Perquisites Enforcement Action. On September 30, 2020, the SEC settled an enforcement action against Hilton Worldwide Holdings, Inc. for failing to disclose $1.7 million worth of travel-related perquisites and personal benefits to its named executive officers, including the Chief Executive Officer.16 The implicated perquisites include personal use of Hilton’s corporate aircraft and hotel stays by executive officers. In its enforcement order, the SEC emphasized that the exception from disclosure for benefits that are integrally and directly related to an executive’s job is very narrow. Business purpose or convenience does not affect the classification of an item as a perquisite where it is not “integrally and directly” related to the performance of the executive’s job. Also of note, the SEC touted in its press release announcing the enforcement action that it was generated through the use of risk-based data analytics to uncover potential violations related to corporate perquisites.

Notes:

1 CF Disclosure Guidance: Topic 9 (Issued March 25, 2020) and CF Disclosure Guidance: Topic 9A (issued June 23, 2020).

2 For a discussion of recently adopted changes to Regulation S-K, Item 101, Item 105 and Item 303 see “SEC Reporting Update”.

3 See id.

4 See id.

5 See Ernst & Young LLP, SEC Reporting Update, Highlights of trends in 2020 SEC comment letters (Sept. 2020).

6 See id.

7 See id.

8 See id.

9 See id.

10 See id.

11 See id.

12 As a sharp illustration, in September 2020, the SEC settled an enforcement action against BMW for inaccurate disclosures of its retail sales in the United States, which BMW had held out as a key performance indicator. See In re Bayerische Motoren Werke Aktiengesellschaft, BMW of North America, LLC, and BMW US Capital, LLC (SEC Admin. Proc. File No. 3-20060; Sept. 24, 2020).

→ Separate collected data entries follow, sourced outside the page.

// SPDX-License-Identifier: Apache-2.0
// Copyright (c) 2025 Polyframe Inc.

//! Geometry analytics and statistics

use super::BoundingBox;
use nalgebra::Point3;
use serde::{Deserialize, Serialize};

/// Geometry statistics over a triangulated point set
#[derive(Debug, Clone, PartialEq, Serialize, Deserialize)]
pub struct GeometryStats {
    /// Enclosed volume in cubic units (smaller than true for open meshes)
    pub volume: f64,
    /// Total surface area in square units
    pub surface_area: f64,
    pub bbox: BoundingBox,
    /// Mean vertex position
    pub centroid: Point3<f64>,
    pub vertex_count: usize,
    pub triangle_count: usize,
}

impl GeometryStats {
    /// Create empty stats
    pub fn empty() -> Self {
        Self {
            volume: 0.0,
            surface_area: 0.0,
            bbox: BoundingBox::empty(),
            centroid: Point3::origin(),
            vertex_count: 0,
            triangle_count: 0,
        }
    }
}

/// Analyze geometry and compute statistics
pub fn analyze(points: &[Point3<f64>], triangles: &[[usize; 3]]) -> GeometryStats {
    if points.is_empty() {
        return GeometryStats::empty();
    }

    GeometryStats {
        volume: enclosed_volume(points, triangles),
        surface_area: surface_area(points, triangles),
        bbox: BoundingBox::from_points(points),
        centroid: centroid(points),
        vertex_count: points.len(),
        triangle_count: triangles.len(),
    }
}

/// Volume from the signed tetrahedra each triangle forms with the origin
pub fn enclosed_volume(points: &[Point3<f64>], triangles: &[[usize; 3]]) -> f64 {
    let mut volume = 0.0;

    for tri in triangles {
        let v0 = &points[tri[0]].coords;
        let v1 = &points[tri[1]].coords;
        let v2 = &points[tri[2]].coords;
        volume += v0.dot(&v1.cross(v2)) / 6.0;
    }

    volume.abs()
}

/// Calculate total surface area
pub fn surface_area(points: &[Point3<f64>], triangles: &[[usize; 3]]) -> f64 {
    triangles
        .iter()
        .map(|tri| {
            let edge1 = points[tri[1]] - points[tri[0]];
            let edge2 = points[tri[2]] - points[tri[0]];
            edge1.cross(&edge2).norm() / 2.0
        })
        .sum()
}

/// Mean of all points, origin when empty
pub fn centroid(points: &[Point3<f64>]) -> Point3<f64> {
    if points.is_empty() {
        return Point3::origin();
    }
    let sum = points
        .iter()
        .fold(nalgebra::Vector3::zeros(), |acc, p| acc + p.coords);
    Point3::from(sum / points.len() as f64)
}
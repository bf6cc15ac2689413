// SPDX-License-Identifier: Apache-2.0
// Copyright (c) 2025 Polyframe Inc.

//! autoinstance CLI

use anyhow::{bail, Result};
use autoinstance::cli::Reporter;
use autoinstance::scene::demo;
use autoinstance::{io, AssemblyMode, AutoInstancer, InstancerConfig};
use clap::{Args, Parser, Subcommand, ValueEnum};
use std::path::{Path, PathBuf};
use std::time::Instant;
use tracing_subscriber::EnvFilter;

#[derive(Parser)]
#[command(name = "autoinstance")]
#[command(about = "Find duplicate geometry in a scene and turn it into instances", long_about = None)]
struct Cli {
    /// Verbose output
    #[arg(short, long, global = true)]
    verbose: bool,

    #[command(subcommand)]
    command: Commands,
}

#[derive(Subcommand)]
enum Commands {
    /// Instance duplicates in a scene file
    Run {
        /// Input scene (JSON)
        input: PathBuf,

        /// Where to write the instanced scene
        #[arg(short, long)]
        output: Option<PathBuf>,

        #[command(flatten)]
        options: MatchOptions,

        /// Split combined meshes into shells first
        #[arg(long)]
        separate: bool,

        /// Assembly reconstruction: none, hierarchy or cluster
        #[arg(long)]
        assemblies: Option<AssemblyMode>,

        /// Cluster count for --assemblies cluster
        #[arg(long)]
        clusters: Option<usize>,

        /// Merge each assembly into one mesh before matching
        #[arg(long)]
        combine: bool,

        /// Peer-body search radius multiplier
        #[arg(long)]
        radius_mult: Option<f64>,

        /// Print the run report as JSON
        #[arg(long)]
        json: bool,
    },

    /// List duplicate groups without changing anything
    Groups {
        /// Input scene (JSON)
        input: PathBuf,

        #[command(flatten)]
        options: MatchOptions,

        /// Print the groups as JSON
        #[arg(long)]
        json: bool,
    },

    /// Write a seeded demo scene
    Demo {
        /// Output scene file
        output: PathBuf,

        #[arg(short, long, value_enum, default_value = "canisters")]
        kind: DemoKind,

        /// Number of repeated objects
        #[arg(short, long, default_value = "6")]
        count: usize,

        /// One-off junk meshes (clutter only)
        #[arg(long, default_value = "4")]
        junk: usize,

        #[arg(long, default_value = "7")]
        seed: u64,
    },

    /// Print or save the default configuration
    Config {
        /// Write to this file instead of stdout
        #[arg(short, long)]
        output: Option<PathBuf>,
    },
}

#[derive(Args)]
struct MatchOptions {
    /// Configuration file (TOML)
    #[arg(long)]
    config: Option<PathBuf>,

    /// Geometric tolerance
    #[arg(short, long)]
    tolerance: Option<f64>,

    /// Match regardless of material
    #[arg(long)]
    ignore_materials: bool,

    /// Compare UVs as well as positions
    #[arg(long)]
    check_uvs: bool,

    /// Match whole hierarchies instead of single meshes
    #[arg(long)]
    check_hierarchy: bool,
}

impl MatchOptions {
    fn config(&self) -> Result<InstancerConfig> {
        let mut config = InstancerConfig::load(self.config.as_deref())?;
        if let Some(tolerance) = self.tolerance {
            config.tolerance = tolerance;
        }
        if self.ignore_materials {
            config.require_same_material = false;
        }
        config.check_uvs |= self.check_uvs;
        config.check_hierarchy |= self.check_hierarchy;
        Ok(config)
    }
}

#[derive(Clone, Copy, ValueEnum)]
enum DemoKind {
    Cubes,
    Canisters,
    Clutter,
}

fn main() -> Result<()> {
    let cli = Cli::parse();
    init_tracing(cli.verbose);

    let result = match cli.command {
        Commands::Run {
            input,
            output,
            options,
            separate,
            assemblies,
            clusters,
            combine,
            radius_mult,
            json,
        } => {
            let mut config = options.config()?;
            config.separate_combined |= separate;
            if let Some(mode) = assemblies {
                config.assembly_mode = mode;
            }
            if let Some(count) = clusters {
                config.cluster_count = count;
            }
            config.combine_assemblies |= combine;
            if let Some(mult) = radius_mult {
                config.search_radius_mult = mult;
            }
            run_command(&input, output.as_deref(), config, json, cli.verbose)
        }
        Commands::Groups { input, options, json } => groups_command(&input, options.config()?, json),
        Commands::Demo {
            output,
            kind,
            count,
            junk,
            seed,
        } => demo_command(&output, kind, count, junk, seed),
        Commands::Config { output } => config_command(output.as_deref()),
    };

    if let Err(err) = result {
        Reporter::report_error(&format!("{err:#}"));
        std::process::exit(1);
    }
    Ok(())
}

fn init_tracing(verbose: bool) {
    let filter = EnvFilter::try_from_default_env()
        .unwrap_or_else(|_| EnvFilter::new(if verbose { "debug" } else { "info" }));
    tracing_subscriber::fmt()
        .with_env_filter(filter)
        .with_writer(std::io::stderr)
        .init();
}

fn run_command(input: &Path, output: Option<&Path>, config: InstancerConfig, json: bool, verbose: bool) -> Result<()> {
    config.validate()?;
    if !input.exists() {
        bail!("Input file not found: {}", input.display());
    }
    let mut scene = io::load_scene(input)?;

    let start = Instant::now();
    let mut instancer = AutoInstancer::new(config);
    instancer.run(&mut scene, None);
    let elapsed = start.elapsed();

    if json {
        println!("{}", serde_json::to_string_pretty(instancer.report())?);
    } else {
        Reporter::report_run(&input.display().to_string(), instancer.report(), elapsed, verbose);
    }

    match output {
        Some(output) => {
            io::save_scene(&scene, output)?;
            if !json {
                Reporter::success(&format!("Scene written to {}", output.display()));
            }
        }
        None if !json => Reporter::report_info("No --output given, scene not saved"),
        None => {}
    }
    Ok(())
}

fn groups_command(input: &Path, config: InstancerConfig, json: bool) -> Result<()> {
    config.validate()?;
    if !input.exists() {
        bail!("Input file not found: {}", input.display());
    }
    let scene = io::load_scene(input)?;

    let mut instancer = AutoInstancer::new(config);
    let groups = instancer.find_instance_groups(&scene, None);

    if json {
        println!("{}", serde_json::to_string_pretty(&groups)?);
    } else {
        Reporter::report_groups(&input.display().to_string(), &groups);
    }
    Ok(())
}

fn demo_command(output: &Path, kind: DemoKind, count: usize, junk: usize, seed: u64) -> Result<()> {
    let scene = match kind {
        DemoKind::Cubes => demo::cubes(count, seed).0,
        DemoKind::Canisters => demo::canisters(count, seed).0,
        DemoKind::Clutter => demo::clutter(count, junk, seed).0,
    };
    io::save_scene(&scene, output)?;
    Reporter::success(&format!("Demo scene written to {}", output.display()));
    Ok(())
}

fn config_command(output: Option<&Path>) -> Result<()> {
    let config = InstancerConfig::default();
    match output {
        Some(path) => {
            config.save(path)?;
            Reporter::success(&format!("Configuration written to {}", path.display()));
        }
        None => print!("{}", toml::to_string_pretty(&config)?),
    }
    Ok(())
}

13 Regulation S-K, Item 303(a)(3)(ii). See also the discussion of recently adopted changes to this standard under “SEC Reporting Update—November Amendments—Item 303: Management’s Discussion and Analysis of Financial Condition and Results of Operations.”

14 See In re Diageo plc (SEC Admin. Proc. File No. 3-19701; Feb. 19, 2020).

15 See In re HP, Inc. (SEC Admin. Proc. File No. 3-20112; Sept. 30, 2020).

16 See In re Hilton Worldwide Holdings Inc. (SEC Admin. Proc. File No. 3-20109; Sept. 30, 2020).

DISCLAIMER: Because of the generality of this update, the information provided herein may not be applicable in all situations and should not be acted upon without specific legal advice based on particular situations.